Julie Leoni, emotional literacy coordinator at the Marches School in Shropshire, reflects on the need for teachers to take risks if they are to encourage creative risk-taking in their students
I went to a meeting recently with three county advisers, two headteachers, an educational psychologist and a baby! It was about our project to encourage students in Key Stages 1 and 2 to take risks. The premise behind this question is that young people tend to be conservative in their designs. Dave, the design and technology adviser, had worked with me on how SEAL approaches can be used across the curriculum. He set up a couple of design and technology projects and I worked alongside him using SEAL ideas to help raise awareness of the opportunities for emotional literacy which arose.
Self-esteem
One of the ways I suggested for linking the two subject areas was to focus on building self-esteem. Research has shown that pupils with high self-esteem are more willing to:
- learn from their mistakes
- take positive risks
- ask for help
Pupils with low self-esteem, by contrast, are more likely to take negative risks, such as using drugs, drinking, cheating and driving cars fast. They are less likely to have an accurate assessment of their abilities and are more likely to blame external factors for their failure. Dave thought that, although valid, this approach was already in the educational world. He wanted something more original!
Secure base
So I turned to attachment theory, which argues that children are more likely to go off into the world and explore, taking the risks that exploration entails, when they know that there is a secure base to which they can return. Children who are insecurely attached are either very clingy as they don’t feel safe moving away from their carer, or else they take dangerous risks because they don’t feel that the base cares.
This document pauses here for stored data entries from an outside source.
//! Manager-wide settings loaded from `$MISSION_HOME/config.toml`.
//!
//! Every field has a default, so a missing file is equivalent to an empty one.

use std::io;
use std::path::Path;
use std::path::PathBuf;
use std::time::Duration;

use dirs::home_dir;
use regex_lite::Regex;
use serde::Deserialize;
use thiserror::Error;

pub const CONFIG_FILE_NAME: &str = "config.toml";

const DEFAULT_AGENT_PROGRAM: &str = "claude";
const DEFAULT_READY_PROMPT_PATTERN: &str = r"(?m)^\s*(?:>|❯|›|\$)\s*$";
const DEFAULT_CONFIRMATION_PATTERN: &str =
    r"(?i)(?:\(y/n\)|\[y/n\]|\(yes/no\)|\[yes/no\]|do you want to proceed\?)\s*$";

#[derive(Debug, Error)]
pub enum ConfigError {
    #[error("failed to read {path}: {source}")]
    Read {
        path: PathBuf,
        #[source]
        source: io::Error,
    },
    #[error("failed to parse {path}: {source}")]
    Parse {
        path: PathBuf,
        #[source]
        source: toml::de::Error,
    },
    #[error("invalid {field} pattern: {source}")]
    Pattern {
        field: &'static str,
        #[source]
        source: regex_lite::Error,
    },
}

#[derive(Debug, Clone, Default, Deserialize)]
#[serde(default)]
pub struct ManagerConfig {
    pub restart: RestartSettings,
    pub terminal: TerminalSettings,
    pub streaming: StreamingSettings,
    pub worker: WorkerSettings,
    pub redaction: RedactionSettings,
    pub sessions: SessionSettings,
}

impl ManagerConfig {
    /// Load `config.toml` from the given home directory, or from
    /// [`find_mission_home`] when none is given.
    pub fn load(home: Option<&Path>) -> Result<Self, ConfigError> {
        let home = match home {
            Some(home) => home.to_path_buf(),
            None => find_mission_home().map_err(|source| ConfigError::Read {
                path: PathBuf::from("~/.mission"),
                source,
            })?,
        };
        Self::load_from_file(&home.join(CONFIG_FILE_NAME))
    }

    pub fn load_from_file(path: &Path) -> Result<Self, ConfigError> {
        let contents = match std::fs::read_to_string(path) {
            Ok(contents) => contents,
            Err(err) if err.kind() == io::ErrorKind::NotFound => {
                tracing::debug!(path = %path.display(), "no config file; using defaults");
                return Ok(Self::default());
            }
            Err(source) => {
                return Err(ConfigError::Read {
                    path: path.to_path_buf(),
                    source,
                });
            }
        };
        Self::from_toml(&contents).map_err(|source| ConfigError::Parse {
            path: path.to_path_buf(),
            source,
        })
    }

    pub fn from_toml(contents: &str) -> Result<Self, toml::de::Error> {
        toml::from_str(contents)
    }
}

/// Returns the directory holding mission state.
///
/// `MISSION_HOME` wins when set and non-empty; otherwise `~/.mission`.
pub fn find_mission_home() -> io::Result<PathBuf> {
    if let Ok(val) = std::env::var("MISSION_HOME")
        && !val.is_empty()
    {
        return Ok(PathBuf::from(val));
    }
    let mut home = home_dir().ok_or_else(|| {
        io::Error::new(io::ErrorKind::NotFound, "Could not find home directory")
    })?;
    home.push(".mission");
    Ok(home)
}

#[derive(Debug, Clone, Deserialize)]
#[serde(default)]
pub struct RestartSettings {
    pub base_delay_ms: u64,
    pub max_delay_ms: u64,
}

impl Default for RestartSettings {
    fn default() -> Self {
        Self {
            base_delay_ms: 2_000,
            max_delay_ms: 60_000,
        }
    }
}

impl RestartSettings {
    pub fn base_delay(&self) -> Duration {
        Duration::from_millis(self.base_delay_ms)
    }

    pub fn max_delay(&self) -> Duration {
        Duration::from_millis(self.max_delay_ms)
    }
}

/// Interactive CLI driven through a pseudo-terminal.
#[derive(Debug, Clone, Deserialize)]
#[serde(default)]
pub struct TerminalSettings {
    pub program: String,
    /// `{task}` is replaced by the task text. When no argument carries the
    /// placeholder the task is typed into the terminal once the ready prompt
    /// shows up.
    pub args: Vec<String>,
    /// Appended when a conversation handle is known; `{conversation_id}` is
    /// substituted.
    pub resume_args: Vec<String>,
    pub ready_prompt_pattern: String,
    pub confirmation_pattern: String,
    pub affirmative_response: String,
    pub auto_approve_delay_ms: u64,
    pub auto_approve_marker: String,
    pub cols: u16,
    pub rows: u16,
}

impl Default for TerminalSettings {
    fn default() -> Self {
        Self {
            program: DEFAULT_AGENT_PROGRAM.to_string(),
            args: Vec::new(),
            resume_args: vec!["--resume".to_string(), "{conversation_id}".to_string()],
            ready_prompt_pattern: DEFAULT_READY_PROMPT_PATTERN.to_string(),
            confirmation_pattern: DEFAULT_CONFIRMATION_PATTERN.to_string(),
            affirmative_response: "y".to_string(),
            auto_approve_delay_ms: 300,
            auto_approve_marker: "[auto-approved]".to_string(),
            cols: 200,
            rows: 50,
        }
    }
}

impl TerminalSettings {
    pub fn auto_approve_delay(&self) -> Duration {
        Duration::from_millis(self.auto_approve_delay_ms)
    }

    pub fn compile_patterns(&self) -> Result<TerminalPatterns, ConfigError> {
        let ready = Regex::new(&self.ready_prompt_pattern).map_err(|source| {
            ConfigError::Pattern {
                field: "ready_prompt_pattern",
                source,
            }
        })?;
        let confirmation = Regex::new(&self.confirmation_pattern).map_err(|source| {
            ConfigError::Pattern {
                field: "confirmation_pattern",
                source,
            }
        })?;
        Ok(TerminalPatterns {
            ready,
            confirmation,
        })
    }
}

/// Compiled terminal trigger patterns.
#[derive(Debug, Clone)]
pub struct TerminalPatterns {
    pub ready: Regex,
    pub confirmation: Regex,
}

#[derive(Debug, Clone, Deserialize)]
#[serde(default)]
pub struct StreamingSettings {
    pub program: String,
    pub extra_args: Vec<String>,
}

impl Default for StreamingSettings {
    fn default() -> Self {
        Self {
            program: DEFAULT_AGENT_PROGRAM.to_string(),
            extra_args: Vec::new(),
        }
    }
}

#[derive(Debug, Clone, Deserialize)]
#[serde(default)]
pub struct WorkerSettings {
    pub program: String,
    /// `{task}` and `{budget}` are substituted.
    pub args: Vec<String>,
    pub timeout_ms: u64,
    pub default_budget_usd: f64,
    pub default_max_turns: u32,
}

impl Default for WorkerSettings {
    fn default() -> Self {
        Self {
            program: DEFAULT_AGENT_PROGRAM.to_string(),
            args: vec![
                "-p".to_string(),
                "{task}".to_string(),
                "--output-format".to_string(),
                "stream-json".to_string(),
                "--verbose".to_string(),
                "--max-budget-usd".to_string(),
                "{budget}".to_string(),
            ],
            timeout_ms: 30 * 60 * 1_000,
            default_budget_usd: 2.0,
            default_max_turns: 30,
        }
    }
}

impl WorkerSettings {
    pub fn timeout(&self) -> Duration {
        Duration::from_millis(self.timeout_ms)
    }
}

#[derive(Debug, Clone, Deserialize)]
#[serde(default)]
pub struct RedactionSettings {
    /// Environment variables whose name contains one of these (case
    /// insensitive) are treated as secrets.
    pub secret_name_patterns: Vec<String>,
    /// Values shorter than this are never masked.
    pub min_secret_len: usize,
}

impl Default for RedactionSettings {
    fn default() -> Self {
        Self {
            secret_name_patterns: [
                "KEY",
                "TOKEN",
                "SECRET",
                "PASSWORD",
                "PASSWD",
                "CREDENTIAL",
                "PRIVATE",
                "AUTH",
            ]
            .into_iter()
            .map(str::to_string)
            .collect(),
            min_secret_len: 8,
        }
    }
}

#[derive(Debug, Clone, Deserialize)]
#[serde(default)]
pub struct SessionSettings {
    pub output_buffer_max_bytes: usize,
    /// Directory for per-session JSON records. In-memory when unset.
    pub store_dir: Option<PathBuf>,
}

impl Default for SessionSettings {
    fn default() -> Self {
        Self {
            output_buffer_max_bytes: 1024 * 1024,
            store_dir: None,
        }
    }
}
Heather Geddes has written about how schools can offer children a secure base when the adults in it offer opportunities to attach and experience the sort of ‘empathetic attunement’ that enables young people to contain their emotions. This means that children need to know that their teachers and school will:
- be there for them
- listen to and understand how they are feeling
- allow them to experience all their emotions in a safe way.
Process At the meeting, we quickly identified that, if we want young people to take risks, we need to empower teachers to take risks themselves. Despite our acknowledgement that risk-taking needs a certain amount of freedom to flourish, the meeting started with a list of things that teachers would have to do! Also, the various agencies involved with the project were all separate, with lists of targets to meet. As the meeting progressed, we began to see that, for the project to be the best it could be, we needed to facilitate open discussion between all those involved so that they could take ownership of what they would do and how. In order for teachers to help kids take risks, we needed to take risks on opening up the agenda and the process.
Accepting nature
A recent article in the Observer magazine commemorated the big storm in the south-east of England 20 years ago which wiped out acres of trees. The National Trust organised a huge clear-up in the wake of the storm and then replanted. They and now wish they hadn’t. Where they had just let nature get on with things on her own, there was a ‘richer variety of trees and ecology’. When trees are not tended and watered, they ‘grow more strongly if they are forced to send out roots for moisture’. ‘Naturally propagated plants show more genetic variety and strength than mass plantations’. Their conclusion was that ‘humans like to control everything’ but they need to ‘accept whatever nature gives us’. Why don’t we just accept what nature gives us and let it unfold to manifest its potential? Fear, probably. I get more and more controlling, the more afraid I become. We want to make order out of the chaos, in order to give the illusion of having some control over ourselves, others and the environment. I’m not suggesting that all is chaos or that control is bad, but its about letting there be enough chaos for the new to flourish.
Baby in tow
I will shortly be doing some training with Ben in tow again. Risky? I should say so. Yes, there is potential for chaos. Yes, I am nervous about how I will cope, how he will cope, how my co-presenters will cope but most of all, how the punters will cope.
However, I do trust that Ben is securely attached and so will feel OK in a room full of people. I feel secure enough with my co-presenters to know that we can be real about the situation and adapt and respond to the situation as we go, so I feel I can take the risk of being a mum as well as a presenter. I also hope that by being real with the people on the course, and building attachments, we can create some chaos, but allow some stars to emerge!